*What you have to do*. Find the line with "for i in 1..last" and the line with "filename cnf-symbol/src/lib.rs" in the entries below; output exactly those two lines, every line between them, and no others.

Records for this exercise START

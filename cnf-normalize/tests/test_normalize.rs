use cnf_grammar::{Name, RuleSet};
use cnf_normalize::{check_cnf, normalize, start_symbol, CnfNormalizeExt};
use cnf_symbol::Pretty;
use test_case::test_case;

/// Loads a grammar written as `S -> aSb | ` with one character per symbol.
fn grammar(text: &str) -> RuleSet<Name> {
    let mut rules = RuleSet::new();
    for line in text.lines().map(str::trim).filter(|line| !line.is_empty()) {
        let (lhs, alternatives) = line.split_once("->").unwrap();
        let lhs: Name = lhs.trim().into();
        for alternative in alternatives.split('|') {
            let rhs = alternative
                .chars()
                .filter(|ch| !ch.is_whitespace())
                .map(|ch| Name::from(ch.to_string()));
            rules.add_rule(lhs.clone(), rhs);
        }
    }
    rules
}

fn p(text: &str) -> Pretty {
    Pretty::text(text)
}

#[test]
fn test_normalize_balanced() {
    let cnf = normalize(&grammar("S -> aSb |"), "S");

    let s_tb = Pretty::Tuple(vec![p("S"), p("Tb")].into());
    let mut expected: RuleSet<Pretty> = RuleSet::new();
    expected
        .rule("start")
        .rhs([p("Ta"), s_tb.clone()])
        .rule("S")
        .rhs([p("Ta"), s_tb.clone()])
        .rule(s_tb)
        .rhs(["S", "Tb"])
        .rhs(["b"])
        .rule("Ta")
        .rhs(["a"])
        .rule("Tb")
        .rhs(["b"]);
    assert_eq!(cnf, expected);
}

#[test]
fn test_normalize_nullable_suffix() {
    let cnf = grammar("S -> aA\nA ->").to_cnf("S");

    assert!(cnf.contains_rule(&start_symbol(), &[p("a")]));
    assert!(!cnf.contains_lhs(&p("A")));
    assert_eq!(check_cnf(&cnf), Ok(()));
}

#[test]
fn test_normalize_unknown_start() {
    let cnf = normalize(&grammar("A -> a"), "S");

    assert!(!cnf.contains_lhs(&start_symbol()));
    assert!(!cnf.contains_lhs(&p("S")));
    assert!(cnf.contains_rule(&p("A"), &[p("a")]));
}

#[test]
fn test_normalize_only_empty_string() {
    let cnf = normalize(&grammar("S ->"), "S");

    assert!(cnf.is_empty());
}

#[test]
fn test_start_on_right_hand_side() {
    let cnf = normalize(&grammar("S -> SS | a"), "S");

    assert!(cnf.contains_rule(&start_symbol(), &[p("S"), p("S")]));
    assert!(cnf.contains_rule(&start_symbol(), &[p("a")]));
    assert!(cnf.contains_rule(&p("S"), &[p("S"), p("S")]));
}

#[test_case("S -> aSb |" ; "balanced")]
#[test_case("S -> AB\nA -> a | aA\nB -> b | bB" ; "concatenation")]
#[test_case("S -> SS | a" ; "ambiguous")]
#[test_case("S -> aA\nA ->" ; "nullable suffix")]
#[test_case("S -> ABC | a\nA -> B |\nB -> C | b\nC -> A | c" ; "unit cycle")]
#[test_case("S -> abcdefg | S#S" ; "long body")]
#[test_case("S -> A\nA -> B\nB -> S | x" ; "unit chain")]
#[test_case("E -> E+T | T\nT -> T*F | F\nF -> (E) | a" ; "arithmetic")]
#[test_case("S -> AAAA\nA -> a |" ; "nullable long body")]
fn test_cnf_shape(text: &str) {
    let cnf = normalize(&grammar(text), text.get(..1).unwrap_or("S"));

    assert_eq!(check_cnf(&cnf), Ok(()));
    assert!(cnf.rules().all(|rule| !rule.is_epsilon()));
}

#[test]
fn test_normalize_is_deterministic() {
    let rules = grammar("E -> E+T | T\nT -> T*F | F\nF -> (E) | a");

    assert_eq!(normalize(&rules, "E"), normalize(&rules, "E"));
    assert_eq!(
        normalize(&rules, "E").to_string(),
        normalize(&rules, "E").to_string()
    );
}
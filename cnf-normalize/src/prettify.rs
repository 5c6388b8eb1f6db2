use std::collections::BTreeMap;

use log::warn;

use cnf_grammar::RuleSet;
use cnf_symbol::{Pretty, Symbol};

/// Renders every symbol with [`Symbol::to_pretty`].
pub fn prettify(rules: &RuleSet<Symbol>) -> RuleSet<Pretty> {
    let mut rendered: BTreeMap<Pretty, &Symbol> = BTreeMap::new();
    for sym in rules.lhs_symbols().chain(rules.body_symbols()) {
        let pretty = sym.to_pretty();
        match rendered.get(&pretty) {
            Some(&other) if other != sym => {
                warn!("{:?} and {:?} both render as {}", other, sym, pretty);
            }
            Some(_) => {}
            None => {
                rendered.insert(pretty, sym);
            }
        }
    }
    rules.map_symbols(Symbol::to_pretty)
}
use log::debug;

use cnf_grammar::RuleSet;
use cnf_symbol::Symbol;

/// Replaces every terminal `a` on a right-hand side with `Terminal(a)`, and adds the
/// rule `Terminal(a) -> a`.
///
/// A symbol is a terminal iff it is not a left-hand side.
pub fn enforce_terminal_bodies(rules: &RuleSet<Symbol>) -> RuleSet<Symbol> {
    let force = |sym: &Symbol| {
        if rules.contains_lhs(sym) {
            sym.clone()
        } else {
            Symbol::terminal(sym.clone())
        }
    };
    let mut result = RuleSet::new();
    for (lhs, alternatives) in rules.iter() {
        let new_alternatives = result.declare(lhs.clone());
        for rhs in alternatives {
            new_alternatives.insert(rhs.iter().map(&force).collect());
        }
    }
    let terminals = rules.terminals();
    debug!("forcing {} terminals", terminals.len());
    for terminal in terminals {
        result.add_rule(Symbol::terminal(terminal.clone()), [terminal.clone()]);
    }
    result
}
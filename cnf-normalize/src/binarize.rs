use cnf_grammar::RuleSet;
use cnf_symbol::Symbol;

/// Splits every body longer than two symbols into a right-associated chain.
///
/// `A -> x y z w` becomes `A -> x (y z w)`, `(y z w) -> y (z w)` and
/// `(z w) -> z w`, where `(..)` is the binarized symbol of that suffix. Each
/// derivation of the original body corresponds to exactly one derivation of the chain.
pub fn binarize(rules: &RuleSet<Symbol>) -> RuleSet<Symbol> {
    let mut result = RuleSet::new();
    for (lhs, alternatives) in rules.iter() {
        result.declare(lhs.clone());
        for rhs in alternatives {
            if rhs.len() <= 2 {
                result.add_rule(lhs.clone(), rhs.iter().cloned());
                continue;
            }
            result.add_rule(
                lhs.clone(),
                [rhs[0].clone(), Symbol::binarized(&rhs[1..])],
            );
            let last = rhs.len() - 2;
            for i in 1..last {
                result.add_rule(
                    Symbol::binarized(&rhs[i..]),
                    [rhs[i].clone(), Symbol::binarized(&rhs[i + 1..])],
                );
            }
            result.add_rule(Symbol::binarized(&rhs[last..]), rhs[last..].iter().cloned());
        }
    }
    result
}
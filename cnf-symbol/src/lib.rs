//! Symbols of a grammar that is being rewritten into Chomsky normal form.
//!
//! Every rewrite stage introduces symbols of its own. Tagging them apart from the
//! symbols of the source grammar guarantees that a synthetic symbol never collides
//! with an original one, nor with the synthetic symbols of another stage.

#![deny(unsafe_code)]
#![deny(
    missing_copy_implementations,
    trivial_casts,
    trivial_numeric_casts,
    unused_import_braces,
    unused_qualifications
)]
#![cfg_attr(test, deny(warnings))]

pub mod intern;
mod pretty;
mod symbol;

use std::rc::Rc;

pub use self::intern::NameInterner;
pub use self::pretty::Pretty;
pub use self::symbol::Symbol;

/// The identity of a symbol in the source grammar.
pub type Name = Rc<str>;
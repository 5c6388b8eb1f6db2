//! Display-only symbols.

use std::fmt;
use std::rc::Rc;

use crate::Name;

/// A symbol in the form it takes once normalization is complete.
#[cfg_attr(feature = "serde", derive(serde::Serialize, serde::Deserialize))]
#[derive(Clone, Debug, Hash, Eq, Ord, PartialEq, PartialOrd)]
pub enum Pretty {
    /// Plain text: an original name, a decorated terminal or the start symbol.
    Text(Name),
    /// The rendering of a binarized suffix.
    Tuple(Rc<[Pretty]>),
}

impl Pretty {
    /// Text of the rendered start symbol.
    pub const START: &'static str = "start";

    /// Prefix of rendered forced terminals.
    pub const TERMINAL_PREFIX: &'static str = "T";

    /// Creates a text symbol.
    pub fn text(text: impl AsRef<str>) -> Self {
        Pretty::Text(text.as_ref().into())
    }

    /// Creates one text symbol per character.
    ///
    /// Handy for spelling out input strings over single-character alphabets.
    pub fn chars(text: &str) -> Vec<Self> {
        text.chars()
            .map(|ch| Pretty::Text(ch.to_string().into()))
            .collect()
    }

    /// Returns the text of a text symbol.
    pub fn as_text(&self) -> Option<&str> {
        match self {
            Pretty::Text(text) => Some(&text[..]),
            Pretty::Tuple(_) => None,
        }
    }
}

impl From<&str> for Pretty {
    fn from(text: &str) -> Self {
        Pretty::text(text)
    }
}

impl fmt::Display for Pretty {
    fn fmt(&self, f: &mut fmt::Formatter) -> fmt::Result {
        match self {
            Pretty::Text(text) => f.write_str(text),
            Pretty::Tuple(members) => {
                f.write_str("(")?;
                for (i, member) in members.iter().enumerate() {
                    if i != 0 {
                        f.write_str(", ")?;
                    }
                    write!(f, "{}", member)?;
                }
                f.write_str(")")
            }
        }
    }
}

Records for this exercise END

*Result of the exercise*.
            for i in 1..last {
                result.add_rule(
                    Symbol::binarized(&rhs[i..]),
                    [rhs[i].clone(), Symbol::binarized(&rhs[i + 1..])],
                );
            }
            result.add_rule(Symbol::binarized(&rhs[last..]), rhs[last..].iter().cloned());
        }
    }
    result
}
filename cnf-symbol/src/lib.rs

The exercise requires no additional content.